Betreft: 1Ko 3: 15
Vraag:
(a) Wat wordt precies bedoeld met ‘gered woorden door het vuur’?
(b) Baseert de Roomskatholieke kerk op deze tekst de leer van het vagevuur?
Antwoord:
(a) De tekst van 1Ko 3: 15 luidt volgens de Statenvertaling: ‘doch alzo als door vuur’. Er staat dus niet dat deze gelovigen door vuur gered worden alsof vuur het middel is waardoor ze gered worden.
De Nieuwe Vert. van het Ned. Bijb. Genootschap en ook de Telosuitgave hebben ‘ als door vuur heen.’

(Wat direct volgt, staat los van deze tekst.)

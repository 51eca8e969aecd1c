use crate::blocks::{Block, Document, ListStyle, inline::strip_markup};

/// Plain-text rendering of a document, one block per line. Markup is
/// stripped; delimiters and pass-through blocks contribute nothing.
pub fn render_text(doc: &Document) -> String {
    if let Some(markup) = doc.legacy_markup() {
        return strip_markup(markup);
    }
    doc.blocks()
        .iter()
        .filter_map(block_text)
        .collect::<Vec<_>>()
        .join("\n")
}

pub fn block_text(block: &Block) -> Option<String> {
    match block {
        Block::Heading(h) => Some(strip_markup(&h.text)),
        Block::Paragraph(p) => Some(strip_markup(&p.text)),
        Block::List(list) => Some(
            list.items
                .iter()
                .enumerate()
                .map(|(i, item)| match list.style {
                    ListStyle::Ordered => format!("{}. {}", i + 1, strip_markup(item)),
                    ListStyle::Unordered | ListStyle::Checklist => {
                        format!("- {}", strip_markup(item))
                    }
                })
                .collect::<Vec<_>>()
                .join("\n"),
        ),
        Block::Code(code) => Some(code.code.clone()),
        Block::Quote(q) => Some(match q.caption.as_deref().filter(|c| !c.trim().is_empty()) {
            Some(caption) => format!("{} ({caption})", strip_markup(&q.text)),
            None => strip_markup(&q.text),
        }),
        Block::Table(table) => Some(
            table
                .content
                .iter()
                .map(|row| {
                    row.iter()
                        .map(|cell| strip_markup(cell))
                        .collect::<Vec<_>>()
                        .join(" | ")
                })
                .collect::<Vec<_>>()
                .join("\n"),
        ),
        Block::Delimiter | Block::Unknown(_) => None,
    }
}
//! Inline markup carried inside rich-text strings.
//!
//! Rich text is trusted markup: the renderer writes it verbatim. These
//! helpers only produce the few marks the authoring widget emits and strip
//! markup back out for plain-text previews.

use std::sync::LazyLock;

use regex::Regex;

static TAG: LazyLock<Regex> = LazyLock::new(|| Regex::new(r"<[^>]*>").expect("valid tag regex"));
static BREAK: LazyLock<Regex> =
    LazyLock::new(|| Regex::new(r"(?i)<br\s*/?>").expect("valid break regex"));

#[derive(Debug, Clone, Copy, PartialEq, Eq)]
pub enum InlineMark {
    Bold,
    Marker,
    InlineCode,
}

/// Wrap already-trusted text in the markup for `mark`
pub fn wrap(mark: InlineMark, text: &str) -> String {
    match mark {
        InlineMark::Bold => format!("<b>{text}</b>"),
        InlineMark::Marker => format!("<mark class=\"cdx-marker\">{text}</mark>"),
        InlineMark::InlineCode => format!("<code class=\"inline-code\">{text}</code>"),
    }
}

/// Plain text of a rich-text string: `<br>` becomes a newline, other tags
/// are dropped and entities decoded.
pub fn strip_markup(text: &str) -> String {
    let text = BREAK.replace_all(text, "\n");
    let text = TAG.replace_all(&text, "");
    html_escape::decode_html_entities(&text).into_owned()
}
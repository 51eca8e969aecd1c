use std::sync::Arc;

use log::info;

use crate::codec;
use crate::context::SessionContext;
use crate::editing::{EditingSession, SessionError};
use crate::io::{LessonStore, StoreError};
use crate::models::{LessonId, content_preview};
use crate::render::render_document;

pub const DEFAULT_PREVIEW_LENGTH: usize = 50;

#[derive(Debug, thiserror::Error)]
pub enum ServiceError {
    #[error("Store error: {0}")]
    Store(#[from] StoreError),
    #[error("Session error: {0}")]
    Session(#[from] SessionError),
    #[error("Access denied: {0}")]
    AccessDenied(String),
}

/// A lesson ready for a read-only view
#[derive(Debug, Clone, PartialEq, Eq)]
pub struct RenderedLesson {
    pub html: String,
    pub preview: String,
    /// Content was stored in the legacy text format
    pub legacy: bool,
}

#[derive(Clone)]
pub struct LessonService {
    store: Arc<dyn LessonStore>,
    context: SessionContext,
    preview_length: usize,
}

impl LessonService {
    pub fn new(store: Arc<dyn LessonStore>, context: SessionContext) -> Self {
        Self {
            store,
            context,
            preview_length: DEFAULT_PREVIEW_LENGTH,
        }
    }

    pub fn with_preview_length(mut self, preview_length: usize) -> Self {
        self.preview_length = preview_length;
        self
    }

    pub fn context(&self) -> &SessionContext {
        &self.context
    }

    pub fn view_lesson(&self, lesson_id: LessonId) -> Result<RenderedLesson, ServiceError> {
        let raw = self.store.load_lesson_content(lesson_id)?;
        let document = codec::deserialize(&raw);
        Ok(RenderedLesson {
            html: render_document(&document),
            preview: content_preview(&raw, self.preview_length),
            legacy: document.is_legacy(),
        })
    }

    /// Start authoring a lesson. A lesson with no stored content opens empty.
    pub fn open_for_editing(&self, lesson_id: LessonId) -> Result<EditingSession, ServiceError> {
        self.require_teacher("edit lessons")?;
        let raw = match self.store.load_lesson_content(lesson_id) {
            Ok(raw) => raw,
            Err(StoreError::NotFound(_)) => String::new(),
            Err(e) => return Err(e.into()),
        };
        let mut session = EditingSession::new();
        session.load(&raw)?;
        Ok(session)
    }

    /// Persist the session's current snapshot and clear its dirty flag
    pub fn save(
        &self,
        lesson_id: LessonId,
        session: &mut EditingSession,
    ) -> Result<(), ServiceError> {
        self.require_teacher("save lessons")?;
        let snapshot = session.current_snapshot();
        self.store.save_lesson_content(lesson_id, &snapshot)?;
        session.mark_saved();
        info!("Lesson {lesson_id} saved ({} blocks)", session.document().len());
        Ok(())
    }

    fn require_teacher(&self, action: &str) -> Result<(), ServiceError> {
        if self.context.is_teacher() {
            Ok(())
        } else {
            Err(ServiceError::AccessDenied(format!(
                "only teachers can {action}"
            )))
        }
    }
}
use super::Block;

/// Where a document's content came from when it was read.
#[derive(Debug, Clone, Copy, Default, PartialEq, Eq)]
pub enum ContentOrigin {
    /// Structured `{"blocks": [...]}` content, or content built in memory
    #[default]
    Structured,
    /// Pre-block lesson text or HTML, held as a single raw paragraph
    Legacy,
}

/// Ordered sequence of blocks making up one lesson's content.
///
/// Order is display and serialization order. An empty document is valid and
/// renders as "no content". Mutation outside this crate goes through
/// [`crate::editing::EditingSession`].
#[derive(Debug, Clone, Default, PartialEq)]
pub struct Document {
    blocks: Vec<Block>,
    origin: ContentOrigin,
}

impl Document {
    pub fn new() -> Self {
        Self::default()
    }

    pub fn from_blocks(blocks: Vec<Block>) -> Self {
        Self {
            blocks,
            origin: ContentOrigin::Structured,
        }
    }

    /// Wrap legacy text as one raw-markup paragraph, text kept verbatim
    pub fn legacy(markup: impl Into<String>) -> Self {
        Self {
            blocks: vec![Block::paragraph(markup)],
            origin: ContentOrigin::Legacy,
        }
    }

    pub fn blocks(&self) -> &[Block] {
        &self.blocks
    }

    pub fn into_blocks(self) -> Vec<Block> {
        self.blocks
    }

    pub fn get(&self, index: usize) -> Option<&Block> {
        self.blocks.get(index)
    }

    pub fn len(&self) -> usize {
        self.blocks.len()
    }

    pub fn is_empty(&self) -> bool {
        self.blocks.is_empty()
    }

    pub fn origin(&self) -> ContentOrigin {
        self.origin
    }

    pub fn is_legacy(&self) -> bool {
        self.origin == ContentOrigin::Legacy
    }

    /// The raw markup of an untouched legacy document
    pub fn legacy_markup(&self) -> Option<&str> {
        match (self.origin, self.blocks.as_slice()) {
            (ContentOrigin::Legacy, [Block::Paragraph(p)]) => Some(p.text.as_str()),
            _ => None,
        }
    }

    // Any edit turns a legacy document into authored block content.

    pub(crate) fn insert(&mut self, index: usize, block: Block) {
        self.origin = ContentOrigin::Structured;
        self.blocks.insert(index, block);
    }

    pub(crate) fn replace(&mut self, index: usize, block: Block) -> Block {
        self.origin = ContentOrigin::Structured;
        std::mem::replace(&mut self.blocks[index], block)
    }

    pub(crate) fn remove(&mut self, index: usize) -> Block {
        self.origin = ContentOrigin::Structured;
        self.blocks.remove(index)
    }
}

impl FromIterator<Block> for Document {
    fn from_iter<T: IntoIterator<Item = Block>>(iter: T) -> Self {
        Self::from_blocks(iter.into_iter().collect())
    }
}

Het is dus bij wijze van spreken dat ze door het vuur heengaan. Ze worden zelf gered, maar hun hebben en houden verbrandt.
Deze personen kunnen we vergelijken met Lot. Hij werd gered uit Sodom, maar alleen met het vege lijf.
(b) Voor de gedachte van een loutering en vergeving in het hiernamaals baseert men zich o.a. op Mt 12: 32 b. Uit deze tekst leidt men dan een omgekeerde conclusie af en wel dat er in de het hiernamaals aan gestorvenen nog vergeving geschonken zal worden. Dat staat echter niet in de tekst. Verder beroept men zich op een Joods gebruik om voor de doden een zoenoffer op te dragen (zie het apocriefe boek 2 Maccabeeën 12: 40-48) dat uiteraard geen zeggingskracht heeft.. Uiteindelijk moet dr. F. van der Meer in zijn catechismus erkennen dat ‘de Schriftuur noch de liturgie der Kerk woorden hebben voor dit geestelijke of bijzondere oordeel’.Men beroept zich op wat de Kerk sinds onheuglijke tijden geleerd heeft.